Much has been written about the transcendental nature of group experience over the centuries. Unfortunately, most of this accumulated wisdom is ignored in our culture because of our emphasis on individuality and aloneness over community and belonging.  But we ignore it at our peril.


Emile Durkheim, the legendary 19th-century French sociologist, studied this question at length, concluding that individuals can only rise above mundane lives by connecting to the collective mind of society. 


So what is this collective mind of society? Sometimes, it can be all-consuming. I’ve only seen that happen once in my long life, although I think it’s happening again right now. If so, both are variations of the Camelot myth.


Camelot featured the mythical, 12th-century exploits of King Arthur and his Knights of the Round Table. This myth has endured because it represents a bedrock part of our community process, an enduring symbol of courage and wisdom in how we conduct our politics.


The first time I saw Camelot emerge was when I was a teenager, trying to recover from the deployable witch hunts of the McCarthy era, alleging that communists were taking over our nation, combined with the muscle-cramping memories of hiding under my school desk for protection from nuclear bombs that, supposedly, could start falling at any moment. 


Against this backdrop, the Republicans ran a candidate, Richard Nixon, who hyped this Cold War hysteria. He was devious and cunning, joyless and unsmiling, painting an apocalyptic picture of the world. Does that sound like someone running for president today?


That’s when, suddenly out of the darkness, my first Camelot appeared: a young hero rode onto the stage to rescue me from my adolescent despair: John F. Kennedy.
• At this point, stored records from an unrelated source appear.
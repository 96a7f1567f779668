//! Login, including the SMS verification step the site sometimes inserts

use browser::{PageDriver, UrlCondition};
use std::fmt;
use tokio_util::sync::CancellationToken;

use crate::config::Timings;
use crate::error::{ReserveError, Result};
use crate::site::SiteAdapter;

/// Account login. The password never shows up in `Debug` output.
#[derive(Clone, PartialEq, Eq)]
pub struct Credentials {
    pub email: String,
    password: String,
}

impl Credentials {
    pub fn new(email: impl Into<String>, password: impl Into<String>) -> Self {
        Self {
            email: email.into(),
            password: password.into(),
        }
    }

    pub fn password(&self) -> &str {
        &self.password
    }
}

impl fmt::Debug for Credentials {
    fn fmt(&self, f: &mut fmt::Formatter<'_>) -> fmt::Result {
        f.debug_struct("Credentials")
            .field("email", &self.email)
            .field("password", &"<redacted>")
            .finish()
    }
}

/// Log in unless the session already is. Fails with
/// [`ReserveError::SmsVerification`] when the site asks for an SMS code that
/// never gets entered.
pub async fn login(
    page: &dyn PageDriver,
    site: &dyn SiteAdapter,
    credentials: &Credentials,
    sms_code: Option<&str>,
    timings: &Timings,
    cancel: &CancellationToken,
) -> Result<()> {
    page.goto(&site.login_url()).await?;

    if !page.current_url().await?.contains(site.login_path()) {
        tracing::debug!("[Auth] Already logged in");
        return Ok(());
    }

    page.wait_for_selector(site.email_input(), timings.navigation_timeout)
        .await?;
    page.type_text(site.email_input(), &credentials.email).await?;

    page.wait_for_selector(site.password_input(), timings.navigation_timeout)
        .await?;
    page.type_text(site.password_input(), credentials.password())
        .await?;

    page.wait_for_selector(site.submit_button(), timings.navigation_timeout)
        .await?;
    page.click_and_wait_for_navigation(site.submit_button(), timings.navigation_timeout)
        .await?;

    if page.current_url().await?.contains(site.sms_verify_path()) {
        tracing::info!("[Auth] Redirected to SMS verification page after login");
        if !handle_sms_verification(page, site, sms_code, timings, cancel).await? {
            return Err(ReserveError::SmsVerification);
        }
    }

    tracing::info!(email = %credentials.email, "[Auth] Successfully logged in");
    Ok(())
}

/// Get past the SMS verification page, if that is where we are.
///
/// With a code it is typed and submitted. Without one, someone has to type
/// it into the browser; we wait for the page to move on. Returns false when
/// verification did not complete.
pub async fn handle_sms_verification(
    page: &dyn PageDriver,
    site: &dyn SiteAdapter,
    sms_code: Option<&str>,
    timings: &Timings,
    cancel: &CancellationToken,
) -> Result<bool> {
    if !page.current_url().await?.contains(site.sms_verify_path()) {
        return Ok(true);
    }
    tracing::info!("[Auth] SMS verification page detected");

    if let Err(e) = page
        .wait_for_selector(site.sms_code_input(), timings.sms_input_timeout)
        .await
    {
        tracing::error!(error = %e, "[Auth] SMS code input never appeared");
        return Ok(false);
    }

    match sms_code {
        Some(code) => submit_sms_code(page, site, code, timings).await,
        None => wait_for_manual_entry(page, site, timings, cancel).await,
    }
}

async fn submit_sms_code(
    page: &dyn PageDriver,
    site: &dyn SiteAdapter,
    code: &str,
    timings: &Timings,
) -> Result<bool> {
    tracing::info!("[Auth] Entering SMS verification code");
    page.type_text(site.sms_code_input(), code).await?;

    if page.text_contents(site.submit_button()).await?.is_empty() {
        tracing::warn!("[Auth] No submit button for the SMS code");
        return Ok(false);
    }

    match page
        .click_and_wait_for_navigation(site.submit_button(), timings.sms_submit_timeout)
        .await
    {
        Ok(()) => {
            tracing::info!("[Auth] SMS verification code submitted");
            Ok(true)
        }
        Err(e) if e.is_timeout() => {
            tracing::error!("[Auth] SMS verification did not navigate away");
            Ok(false)
        }
        Err(e) => Err(e.into()),
    }
}

async fn wait_for_manual_entry(
    page: &dyn PageDriver,
    site: &dyn SiteAdapter,
    timings: &Timings,
    cancel: &CancellationToken,
) -> Result<bool> {
    tracing::warn!("[Auth] SMS verification required but no code provided");
    tracing::warn!("[Auth] Please enter the SMS verification code manually in the browser");

    let left = UrlCondition::NotContains(site.sms_verify_path().to_string());
    tokio::select! {
        _ = cancel.cancelled() => Ok(false),
        waited = page.wait_for_url(&left, timings.sms_manual_timeout) => match waited {
            Ok(()) => {
                tracing::info!("[Auth] SMS verification completed");
                Ok(true)
            }
            Err(e) if e.is_timeout() => {
                tracing::error!("[Auth] SMS verification timeout, code may not have been entered");
                Ok(false)
            }
            Err(e) => Err(e.into()),
        },
    }
}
The feeling was electric, a new day was dawning. A vibrant, charismatic knight against old-school Tricky Dick and his 5 -o’clock shadow. 


He issued this ultimatum:


“Let the word go forth from this time and place, to friend and foe alike, that the torch has been passed to a new generation of Americans—born in this century, tempered by war, disciplined by a hard and bitter peace, proud of our ancient heritage—and unwilling to witness or permit the slow undoing of those human rights…⁠1


He added this challenge: “ask not what your country can do for you—ask what you can do for your country.” He wasn’t a top-down technocrat; in order for this to work, we all had to become involved at the grassroots.
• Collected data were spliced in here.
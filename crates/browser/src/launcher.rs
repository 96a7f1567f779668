//! Chrome Launcher - spawn a local browser and discover its CDP endpoint
//!
//! Chrome exposes `/json/version` on its remote-debugging port once it is up.
//! We poll that until it answers with a `webSocketDebuggerUrl`.

use serde::{Deserialize, Serialize};
use std::path::PathBuf;
use std::process::Stdio;
use std::time::Duration;
use tokio::process::{Child, Command};
use url::Url;
use uuid::Uuid;

use crate::cdp::protocol::VersionInfo;
use crate::error::{BrowserError, Result};

/// How far past the starting port we look for a free one
const PORT_SEARCH_LIMIT: u16 = 100;

/// Browser window dimensions, shared by the launch flags and the page viewport
#[derive(Debug, Clone, Copy, PartialEq, Eq, Serialize, Deserialize)]
pub struct Viewport {
    pub width: u32,
    pub height: u32,
}

impl Default for Viewport {
    fn default() -> Self {
        Self {
            width: 1000,
            height: 1000,
        }
    }
}

/// Options for spawning a local Chrome
#[derive(Debug, Clone, Serialize, Deserialize)]
pub struct LaunchOptions {
    /// Chrome binary; platform default when unset
    pub executable: Option<PathBuf>,
    pub port: u16,
    pub window: Viewport,
    pub headless: bool,
    pub devtools: bool,
    pub incognito: bool,
    /// Profile directory; a fresh temp dir when unset
    pub user_data_dir: Option<PathBuf>,
    /// Grace period before the first discovery request
    pub startup_delay: Duration,
    pub discovery_interval: Duration,
    pub discovery_timeout: Duration,
}

impl Default for LaunchOptions {
    fn default() -> Self {
        Self {
            executable: None,
            port: 9222,
            window: Viewport::default(),
            headless: false,
            devtools: false,
            incognito: true,
            user_data_dir: None,
            startup_delay: Duration::from_millis(2500),
            discovery_interval: Duration::from_secs(1),
            discovery_timeout: Duration::from_secs(60),
        }
    }
}

/// A Chrome process we spawned, with its discovered endpoint
pub struct ChromeProcess {
    child: Child,
    pub port: u16,
    pub ws_url: String,
    /// Temp profile we created and should remove on shutdown
    temp_profile: Option<PathBuf>,
}

impl ChromeProcess {
    /// Kill the process and remove any temp profile we created
    pub async fn kill(mut self) -> Result<()> {
        if let Err(e) = self.child.kill().await {
            tracing::warn!("Failed to kill Chrome (pid {:?}): {}", self.child.id(), e);
        }
        if let Some(dir) = self.temp_profile.take() {
            if let Err(e) = tokio::fs::remove_dir_all(&dir).await {
                tracing::debug!("Could not remove temp profile {:?}: {}", dir, e);
            }
        }
        Ok(())
    }

    /// Wait for the DevTools endpoint. On failure the process is killed and
    /// its temp profile removed.
    async fn discover(mut self, options: &LaunchOptions) -> Result<Self> {
        tokio::time::sleep(options.startup_delay).await;

        let base = format!("http://127.0.0.1:{}", self.port);
        match discover_ws_url(&base, options.discovery_interval, options.discovery_timeout).await {
            Ok(ws_url) => {
                self.ws_url = ws_url;
                Ok(self)
            }
            Err(e) => {
                self.kill().await?;
                Err(e)
            }
        }
    }
}

/// First port at or after `start` that is not already in use by us
pub fn find_available_port(start: u16, active: &[u16]) -> Result<u16> {
    let limit = start.saturating_add(PORT_SEARCH_LIMIT);
    (start..=limit)
        .find(|port| !active.contains(port))
        .ok_or_else(|| BrowserError::Launch("No available ports found".to_string()))
}

/// Ports from `start` onward that something is already listening on, up to
/// the first free one
fn busy_ports(start: u16) -> Vec<u16> {
    (start..=start.saturating_add(PORT_SEARCH_LIMIT))
        .take_while(|port| std::net::TcpListener::bind(("127.0.0.1", *port)).is_err())
        .collect()
}

/// Platform default Chrome location
pub fn default_executable() -> PathBuf {
    if cfg!(target_os = "macos") {
        PathBuf::from("/Applications/Google Chrome.app/Contents/MacOS/Google Chrome")
    } else if cfg!(target_os = "windows") {
        PathBuf::from(r"C:\Program Files\Google\Chrome\Application\chrome.exe")
    } else {
        PathBuf::from("google-chrome")
    }
}

/// Command-line flags for a launch
pub fn launch_args(options: &LaunchOptions, user_data_dir: &std::path::Path) -> Vec<String> {
    let mut args = vec![
        format!("--remote-debugging-port={}", options.port),
        "--no-first-run".to_string(),
        "--no-default-browser-check".to_string(),
        format!(
            "--window-size={},{}",
            options.window.width, options.window.height
        ),
        format!("--user-data-dir={}", user_data_dir.display()),
    ];

    if options.incognito {
        args.push("--incognito".to_string());
    }
    if options.headless {
        args.push("--headless=new".to_string());
    }
    if options.devtools {
        args.push("--auto-open-devtools-for-tabs".to_string());
    }

    args
}

/// Spawn Chrome and wait for its DevTools endpoint
pub async fn launch(options: &LaunchOptions) -> Result<ChromeProcess> {
    let executable = options
        .executable
        .clone()
        .unwrap_or_else(default_executable);

    let (user_data_dir, temp_profile) = match &options.user_data_dir {
        Some(dir) => (dir.clone(), None),
        None => {
            let dir = std::env::temp_dir().join(format!("parking-reserver-{}", Uuid::now_v7()));
            (dir.clone(), Some(dir))
        }
    };

    let port = find_available_port(options.port, &busy_ports(options.port))?;
    if port != options.port {
        tracing::info!("Port {} is taken, using {}", options.port, port);
    }
    let options = &LaunchOptions {
        port,
        ..options.clone()
    };

    let args = launch_args(options, &user_data_dir);
    tracing::info!("Running {} {}", executable.display(), args.join(" "));

    let child = Command::new(&executable)
        .args(&args)
        .stdin(Stdio::null())
        .stdout(Stdio::null())
        .stderr(Stdio::null())
        .kill_on_drop(true)
        .spawn()
        .map_err(|e| BrowserError::Launch(format!("{}: {}", executable.display(), e)))?;

    ChromeProcess {
        child,
        port: options.port,
        ws_url: String::new(),
        temp_profile,
    }
    .discover(options)
    .await
}

/// Poll `<base>/json/version` until Chrome reports its browser WebSocket URL
pub async fn discover_ws_url(base: &str, interval: Duration, timeout: Duration) -> Result<String> {
    let url = Url::parse(base)
        .and_then(|base| base.join("/json/version"))
        .map_err(|e| BrowserError::Launch(format!("Bad DevTools address {}: {}", base, e)))?;
    let http = reqwest::Client::new();

    let attempt = async {
        loop {
            tracing::debug!("Fetching webSocket URL from {}", url);
            match fetch_version(&http, url.as_str()).await {
                Ok(info) => {
                    tracing::info!(browser = %info.browser, "WebSocket URL - {}", info.web_socket_debugger_url);
                    return info.web_socket_debugger_url;
                }
                Err(e) => {
                    tracing::debug!("Request failed, waiting for Chrome to finish launching: {}", e);
                }
            }
            tokio::time::sleep(interval).await;
        }
    };

    tokio::time::timeout(timeout, attempt)
        .await
        .map_err(|_| BrowserError::WaitTimeout {
            what: format!("DevTools endpoint at {}", url),
            timeout,
        })
}

async fn fetch_version(http: &reqwest::Client, url: &str) -> Result<VersionInfo> {
    let info = http
        .get(url)
        .send()
        .await?
        .error_for_status()?
        .json::<VersionInfo>()
        .await?;
    Ok(info)
}

#[cfg(test)]
mod tests {
    use super::*;
    use std::path::Path;

    #[test]
    fn test_find_available_port_skips_active() {
        assert_eq!(find_available_port(9222, &[]).unwrap(), 9222);
        assert_eq!(find_available_port(9222, &[9222, 9223]).unwrap(), 9224);
    }

    #[test]
    fn test_find_available_port_gives_up() {
        let active: Vec<u16> = (9222..=9322).collect();
        assert!(matches!(
            find_available_port(9222, &active),
            Err(BrowserError::Launch(_))
        ));
    }

    #[test]
    fn test_launch_args() {
        let options = LaunchOptions {
            window: Viewport {
                width: 1200,
                height: 800,
            },
            ..LaunchOptions::default()
        };
        let args = launch_args(&options, Path::new("/tmp/profile"));

        assert_eq!(args[0], "--remote-debugging-port=9222");
        assert!(args.contains(&"--window-size=1200,800".to_string()));
        assert!(args.contains(&"--incognito".to_string()));
        assert!(args.contains(&"--user-data-dir=/tmp/profile".to_string()));
        assert!(!args.iter().any(|a| a.starts_with("--headless")));
        assert!(!args.contains(&"--auto-open-devtools-for-tabs".to_string()));
    }

    #[test]
    fn test_launch_args_headless_with_devtools() {
        let options = LaunchOptions {
            headless: true,
            devtools: true,
            ..LaunchOptions::default()
        };
        let args = launch_args(&options, Path::new("/tmp/profile"));
        assert!(args.contains(&"--headless=new".to_string()));
        assert!(args.contains(&"--auto-open-devtools-for-tabs".to_string()));
    }

    #[tokio::test]
    async fn test_discovery_times_out_without_chrome() {
        // Port 9 (discard) is never a DevTools endpoint
        let result = discover_ws_url(
            "http://127.0.0.1:9",
            Duration::from_millis(20),
            Duration::from_millis(200),
        )
        .await;
        assert!(matches!(result, Err(ref e) if e.is_timeout()));
    }

    #[cfg(unix)]
    #[tokio::test]
    async fn test_failed_discovery_removes_temp_profile() {
        let dir = std::env::temp_dir().join(format!("parking-reserver-test-{}", Uuid::now_v7()));
        std::fs::create_dir_all(&dir).unwrap();
        let child = Command::new("sleep")
            .arg("30")
            .kill_on_drop(true)
            .spawn()
            .unwrap();

        let process = ChromeProcess {
            child,
            port: 9,
            ws_url: String::new(),
            temp_profile: Some(dir.clone()),
        };
        let options = LaunchOptions {
            startup_delay: Duration::ZERO,
            discovery_interval: Duration::from_millis(20),
            discovery_timeout: Duration::from_millis(200),
            ..LaunchOptions::default()
        };

        let result = process.discover(&options).await;

        assert!(matches!(result, Err(ref e) if e.is_timeout()));
        assert!(!dir.exists());
    }

    #[tokio::test]
    #[ignore] // Needs Chrome installed
    async fn test_launch_and_discover() {
        let process = launch(&LaunchOptions {
            headless: true,
            ..LaunchOptions::default()
        })
        .await
        .unwrap();
        assert!(process.ws_url.starts_with("ws://"));
        process.kill().await.unwrap();
    }
}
Now, amazingly, more than 50 years later. I get to see it happen again with Kamala Harris. 


Once again, she is electrifying a previously zombie presidential race and challenging us to do our part: “Now, at this moment, our nation needs your leadership once again. In this moment, I believe we face a choice between two different visions for our nation. “One focused on the future, the other focused on the past. With your support, I am fighting for our nation’s future.”


The difference is between night and day. Before Kamala announced, the Democrats were attracting a few hundred volunteers a day, but after her speech, 170,000 folks immediately volunteered; meanwhile, her campaign was flooded with an unheard-of $200 million in the first week.


I haven’t seen such excitement since JFK ran for president although, I realize, most folks would include Obama. Either way, this is truly a Kamelot Moment!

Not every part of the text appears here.